> **Problem to solve**:
Search each line below for the word "query" and list those that contain it.

> **Materials provided**:
use crate::error::{Credential, Error};
use url::Url;

/// Checks that a credential is present and not blank.
pub fn require_credential(
    value: Option<&str>,
    credential: Credential,
) -> Result<&str, Error> {
    match value {
        Some(value) if !value.trim().is_empty() => Ok(value),
        _ => Err(Error::InvalidCredential(credential)),
    }
}

/// Checks that a listing ID is present and not blank.
pub fn require_id(id: Option<&str>) -> Result<&str, Error> {
    match id {
        Some(id) if !id.trim().is_empty() => Ok(id),
        _ => Err(Error::InvalidArgument("The listing id is an invalid string or missing.")),
    }
}

/// Checks that a collection is not empty.
pub fn require_non_empty<'a, T>(
    items: &'a [T],
    message: &'static str,
) -> Result<&'a [T], Error> {
    if items.is_empty() {
        return Err(Error::InvalidArgument(message));
    }

    Ok(items)
}

/// Joins `pathname` onto `base_url`, pushes each path segment percent-encoded, and appends the
/// query pairs in order.
pub fn build_url<'a, S, Q>(
    base_url: &str,
    pathname: &str,
    segments: S,
    query: Q,
) -> Result<Url, Error>
where
    S: IntoIterator<Item = &'a str>,
    Q: IntoIterator<Item = (&'static str, String)>,
{
    let mut url = Url::parse(&format!("{}{}", base_url.trim_end_matches('/'), pathname))?;

    url.path_segments_mut()
        .map_err(|_| Error::Url(url::ParseError::RelativeUrlWithCannotBeABaseBase))?
        .extend(segments);
    url.query_pairs_mut().extend_pairs(query);

    Ok(url)
}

> **Task answer**:
/// query pairs in order.
    query: Q,
    url.query_pairs_mut().extend_pairs(query);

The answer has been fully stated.